“It is not within the moral authority of those who did not directly take part [in Nazi experiments on humans] to ask forgiveness for unforgivable crimes on behalf of others.” Writing in the weekly newspaper Die Zeit, Hubert Markl, president of the Max Planck Society (MPS), puts his finger on a quandary that continues to deeply trouble many in the German scientific community: how should the postwar generation of scientists deal with the crimes committed in the name of medical research during the Third Reich?

Most scientists seem to agree that formal apologies to surviving victims of the experiments is in order, and long overdue. In the first decades after the war a conspiracy of silence reigned over the role of scientists supported by the Kaiser Wilhelm Society (KWS, the forerunner of the MPS) and the Deutsche Forschungsgemeinschaft (DFG) in such experiments. Silence was important to the scientists who moved into key positions in the postwar scientific community. It was broken in the 1980s when academics such as geneticist Benno Muller-Hill published evidence linking scientists who continued to head research institutes after the war to these crimes.

Pressure on the MPS and the DFG to apologize to the survivors of such experiments while they are still alive has increased, particularly since the 55th anniversary of the freeing from Auschwitz a few weeks ago. Many academics argue that Willy Brandt was prepared to kneel at the Warsaw ghetto 30 years ago and ask forgiveness for the crimes against Jews committed by Germans during the Third Reich (indeed, German president Johannes Rau only last week apologized in the Israeli parliament): surely representatives of research organizations should be prepared to do the same?

Apology too easy

However, what is generally accepted as appropriate action for Brandt, elected chancellor of a nation whose majority had lived through the war, appears not to be a simple matter to the war babies who now run German research organizations. Markl argues that apology is too easy and gives more to those who apologize — in particular an easing of conscience — than to those asked to accept the apology.

Markl's views have not brought him popularity in a society that struggles with the concept of collective guilt. But his reasons for holding back are based on a morality that has been well thought through, resists emotional pressure and detachedly considers the position of those who are not personally responsible and of those, still alive, who suffered.

The crimes committed are too great to allow forgiveness, he argues. Baby-boomers should not trivialize them by seeking forgiveness on behalf of others now dead, who, for all we know, might not even regret what they did. Apologies are not useful to the victims. More important is an explicit portrayal of what happened. At Markl's behest, the MPS recently launched a five-year research programme, run by science historians who are completely independent of the MPS, into the history of the KWS during the Third Reich. Markl, who says that this should have happened years ago, wants to wait for the results of the programme before deciding if an apology is due, or helpful.

Markl is alone among the heads of Germany's main research organizations in his stand against apology. His position angers some who see a moral duty to apologize, and bemuses others who know that it may be easy, and even self-serving, to apologize, but feel that it cannot be intrinsically wrong, and at least nothing would be lost. But his arguments are generally sound.

Consult survivors

Nevertheless, the scientific community's appropriate sensitivity to the crimes of its predecessors cannot appear to be ignored. That could lead to accusations that the MPS is in effect perpetuating a conspiracy that protected KWS scientists who continued their research careers with the MPS after the war — exactly what Markl wanted to avoid by making the research group independent, and well-resourced.

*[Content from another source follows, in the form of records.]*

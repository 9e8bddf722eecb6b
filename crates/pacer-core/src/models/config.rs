//! Plan configuration: length, cadence and weekday layout.

use std::collections::BTreeSet;

use jiff::civil::Weekday;
use serde::{Deserialize, Serialize};

use crate::{
    error::{PacerError, Result},
    planner::PlanTemplate,
};

/// Longest supported plan.
pub const MAX_WEEKS: u32 = 52;

/// Shortest session the duration adjuster may produce, in seconds.
pub const DEFAULT_MIN_SESSION_SECS: u32 = 600;

/// Weekday offsets counted from Monday (0) to Sunday (6).
pub type WeekdayOffset = u8;

const WEEKDAY_NAMES: [&str; 7] = ["Mon", "Tue", "Wed", "Thu", "Fri", "Sat", "Sun"];

/// Short English name of a weekday offset.
pub fn weekday_name(offset: WeekdayOffset) -> &'static str {
    WEEKDAY_NAMES[usize::from(offset % 7)]
}

/// Parse a weekday name such as `mon` or `Monday`.
pub fn parse_weekday(s: &str) -> Option<WeekdayOffset> {
    let lower = s.trim().to_lowercase();
    WEEKDAY_NAMES
        .iter()
        .position(|name| lower.starts_with(&name.to_lowercase()) && lower.len() >= 3)
        .and_then(|i| u8::try_from(i).ok())
}

/// Offset of a jiff weekday.
pub fn weekday_offset(weekday: Weekday) -> WeekdayOffset {
    // to_monday_zero_offset is always within 0..=6
    weekday.to_monday_zero_offset().unsigned_abs()
}

/// Structure of the plan independent of who follows it.
#[derive(Debug, Clone, Serialize, Deserialize, PartialEq, Eq)]
pub struct PlanConfig {
    /// Number of weeks in the plan
    pub weeks: u32,

    /// Training sessions per week; must equal the pattern length
    pub sessions_per_week: u32,

    /// Training weekdays in week order
    pub weekday_pattern: Vec<WeekdayOffset>,

    /// Weekdays emitted as explicit rest records
    #[serde(default, skip_serializing_if = "BTreeSet::is_empty")]
    pub rest_days: BTreeSet<WeekdayOffset>,

    /// Floor for adjusted session durations, in seconds
    #[serde(default = "default_min_session")]
    pub min_session_secs: u32,
}

fn default_min_session() -> u32 {
    DEFAULT_MIN_SESSION_SECS
}

impl Default for PlanConfig {
    fn default() -> Self {
        Self {
            weeks: 10,
            sessions_per_week: 3,
            weekday_pattern: vec![0, 2, 4],
            rest_days: BTreeSet::new(),
            min_session_secs: DEFAULT_MIN_SESSION_SECS,
        }
    }
}

impl PlanConfig {
    /// Check the configuration for consistency.
    ///
    /// # Errors
    ///
    /// Returns `PacerError::InvalidConfig` for zero or too many weeks, an
    /// empty or repeating weekday pattern, offsets outside Monday..Sunday,
    /// a session count that does not match the pattern, or a minimum
    /// session longer than the shortest session of the plan.
    pub fn validate(&self) -> Result<()> {
        if self.weeks == 0 || self.weeks > MAX_WEEKS {
            return Err(PacerError::invalid_config("weeks")
                .with_reason(format!("must be between 1 and {MAX_WEEKS}, got {}", self.weeks)));
        }
        if self.weekday_pattern.is_empty() {
            return Err(
                PacerError::invalid_config("weekday_pattern").with_reason("must not be empty")
            );
        }
        if let Some(bad) = self
            .weekday_pattern
            .iter()
            .chain(self.rest_days.iter())
            .find(|offset| **offset > 6)
        {
            return Err(PacerError::invalid_config("weekday_pattern")
                .with_reason(format!("weekday offset {bad} is outside Mon(0)..Sun(6)")));
        }
        let unique: BTreeSet<_> = self.weekday_pattern.iter().collect();
        if unique.len() != self.weekday_pattern.len() {
            return Err(PacerError::invalid_config("weekday_pattern")
                .with_reason("must not repeat a weekday"));
        }
        if self.sessions_per_week as usize != self.weekday_pattern.len() {
            return Err(PacerError::invalid_config("sessions_per_week").with_reason(format!(
                "{} sessions per week do not match a pattern of {} weekday(s)",
                self.sessions_per_week,
                self.weekday_pattern.len()
            )));
        }
        let shortest = PlanTemplate::shortest_nominal_seconds(self.weeks);
        if self.min_session_secs > shortest {
            return Err(PacerError::invalid_config("min_session").with_reason(format!(
                "{} s exceeds the shortest session of the plan ({shortest} s)",
                self.min_session_secs
            )));
        }
        Ok(())
    }

    /// All weekly slots in calendar order, each flagged as rest or training.
    pub fn weekly_slots(&self) -> Vec<(WeekdayOffset, bool)> {
        let all: BTreeSet<WeekdayOffset> = self
            .weekday_pattern
            .iter()
            .chain(self.rest_days.iter())
            .copied()
            .collect();
        all.into_iter()
            .map(|offset| (offset, self.rest_days.contains(&offset)))
            .collect()
    }
}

Moreover, Markl appears to confuse his own arguments by not separating the issue of apology from the work of this independent research group. There is already sufficient evidence for the shameful involvement of KWS scientists in Nazi experiments, and even 50 years of research will not provide a comprehensive and definitive picture of what happened.

Ernst-Ludwig Winnacker, president of the DFG, has suggested a different way around the conundrum. The DFG is continuing to investigate its own role in funding research that supported Nazi policies. Winnacker believes that there is already enough evidence to warrant an apology from the DFG before investigations are complete. But, like Markl, he also wonders if an apology would be helpful. His solution is to contact survivors and ask them if they want an apology. After all, he says, survivors should not be used as victims again, to return to grace organizations whose fate may not interest them.

A mistake that both Markl and Winnacker — indeed, the whole community — could be making is to focus the debate so strongly on apology. Apology misguidedly associates the postwar generation directly with the activities of its predecessor. An expression of a sense of shame would be less of a hollow gesture, as it is a meaningful act to acknowledge and explicitly react to a horrific aspect of one's scientific heritage. The real issue, however, is that of their public recognition and condemnation of actions by scientists against Jews and other outcast groups and populations. Apologies may be due, rather, for the MPS's and DFG's ignoring of the issue until quite recently.

Were Markl and Winnacker publicly to issue to survivors statements of recognition and condemnation, they would demonstrate the total lack of acceptance by today's German scientific community of exploitation of humans in scientific experiments. It might also grant peace of mind to those in the scientific community haunted by the acts of a previous generation.